Further, the new plaque will say that the west-facing plaque, depicting a Confederate soldier shaking the hand of a Union soldier, “reinforces a stereotype that attributes” civilized “white men to” giving. ” liberty with benevolence to a grateful and submissive slave, obscuring the centuries-old struggle of Africans to oppose and combat slavery in the Americas.
Three students from the Brattleboro area middle school who are now in second year at Brattleboro Union High School – Avery Bennett, Priya Kitzmiller and Annabelle Thies – and their teacher Joe Rivers approached Elwell in January 2020 to share information. on the monument.
Bennett, Kitzmiller, Thies and Rivers are on the committee that nominated the plaque by Curtiss Reed, executive director of the Vermont Partnership for Fairness and Diversity; Mel Motel, executive director of the Brattleboro Community Justice Center, now part of Youth Services; and John Hagen, former president of the American Legion.

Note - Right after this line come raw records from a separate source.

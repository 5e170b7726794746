//! PostgreSQL engine implementation

use crate::error::format_postgres_error;
use async_trait::async_trait;
use querylens_analyzer::explain::parse_json_value;
use querylens_core::{DatabaseEngine, ExecutionOutcome, QueryLensError, QueryPlan, Result};
use tokio_postgres::{Client, Config, NoTls};

/// A tokio-postgres client whose connection task runs on the ambient runtime
pub struct PostgresEngine {
    client: Client,
}

impl PostgresEngine {
    /// Connect using a libpq-style string, either
    /// `host=localhost user=postgres dbname=app` or
    /// `postgresql://postgres@localhost/app`.
    ///
    /// Must be called from within a Tokio runtime.
    pub async fn connect(conn_str: &str) -> Result<Self> {
        let config: Config = conn_str.parse().map_err(|e: tokio_postgres::Error| {
            QueryLensError::Connection(format!("Invalid PostgreSQL connection string: {}", e))
        })?;

        tracing::info!(
            database = config.get_dbname().unwrap_or_default(),
            user = config.get_user().unwrap_or_default(),
            "connecting to PostgreSQL database"
        );

        let (client, connection) = config.connect(NoTls).await.map_err(|e| {
            QueryLensError::Connection(format!(
                "Failed to connect to PostgreSQL: {}",
                format_postgres_error(&e)
            ))
        })?;

        tokio::spawn(async move {
            if let Err(e) = connection.await {
                tracing::error!(error = %e, "PostgreSQL connection error");
            }
        });

        tracing::info!("PostgreSQL connection established");
        Ok(Self::from_client(client))
    }

    /// Wrap a client whose connection is already being driven
    pub fn from_client(client: Client) -> Self {
        Self { client }
    }

    pub fn client(&self) -> &Client {
        &self.client
    }
}

#[async_trait]
impl DatabaseEngine for PostgresEngine {
    fn engine_name(&self) -> &str {
        "postgresql"
    }

    #[tracing::instrument(skip(self, sql), fields(sql_preview = %sql.chars().take(100).collect::<String>()))]
    async fn explain(&self, sql: &str) -> Result<QueryPlan> {
        let row = self
            .client
            .query_one(&format!("EXPLAIN (FORMAT JSON) {}", sql), &[])
            .await
            .map_err(|e| QueryLensError::Explain(format_postgres_error(&e)))?;

        let document: serde_json::Value = row
            .try_get(0)
            .map_err(|e| QueryLensError::Explain(format!("Unexpected EXPLAIN output: {}", e)))?;

        parse_json_value(&document).map_err(|e| QueryLensError::Explain(e.to_string()))
    }

    #[tracing::instrument(skip(self, sql), fields(sql_preview = %sql.chars().take(100).collect::<String>()))]
    async fn execute(&self, sql: &str) -> Result<ExecutionOutcome> {
        // The command tag carries the row count for SELECT as well as DML
        let rows_affected = self
            .client
            .execute(sql, &[])
            .await
            .map_err(|e| QueryLensError::Query(format_postgres_error(&e)))?;

        tracing::debug!(rows_affected, "PostgreSQL statement executed");
        Ok(ExecutionOutcome::new(rows_affected))
    }

    async fn execute_batch(&self, sql: &str) -> Result<()> {
        tracing::debug!("executing PostgreSQL batch");
        self.client
            .batch_execute(sql)
            .await
            .map_err(|e| QueryLensError::Query(format_postgres_error(&e)))
    }
}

“It’s a real testament to the tenacity and research skills of the three students, and I don’t think they would have come this far without Joe’s tutelage,” Reed said. “I think it’s a brilliant idea to have a Juneteenth celebration in Brattleboro with the unveiling of the plaque telling Vermont’s story as it relates to African Americans.”
In a document shared with the board, the committee suggested hosting an official dedication of the new interpretive plaque on June 19 “to underscore the direct connection between the African-American soldiers from Brattleboro who served in the Texas-Louisiana campaign and the making of this campaign to bring the news of the end of the war to enforce the Emancipation Proclamation on what we now celebrate as June 19. “
Rivers estimated that more than 150 students have participated in the effort since its inception. Ian Goodnow, vice chairman of the board, praised the students for their “hard work and dedication in bringing attention to this serious mistake.”
“Further, I would like to thank Joe for his time, dedication, leadership and the encouragement of his students to challenge established historical standards in pursuit of real truth and justice,” Goodnow said before. to thank the other committee members for bringing their expertise to the project. “Finally, I would like to express my gratitude to these 22 BIPOC soldiers and about 43 other under-represented soldiers for their service, their sacrifice to this community and to this country. “
Board member Daniel Quipp said the wording on the plaque “carries a lot of meaning.”
“It shows that history is not a static and finite thing,” he said.
Board member Tim Wessel called the plaque “an elegant solution to things that are very important and left out.”
“Our act here is very instructive for future history students because it shows how a community can come together and right some wrongs while recognizing that past leaders and former members of the community have not achieved something,” he said. he declared. “Or maybe, where they were in the story, they couldn’t see what was right to recognize at the time.”
Board member Jessica Gelter applauded the project and suggested adding some kind of visual component. With Civil War monuments in various communities across the state, Board Chair Elizabeth McLoughlin said she hopes Brattleboro’s action can serve “as an example for all cities to correct. the record if it needs to be corrected “.
“It is a wonderful thing that our chosen board of directors is voting for truth and justice on a Tuesday night,” McLoughlin said.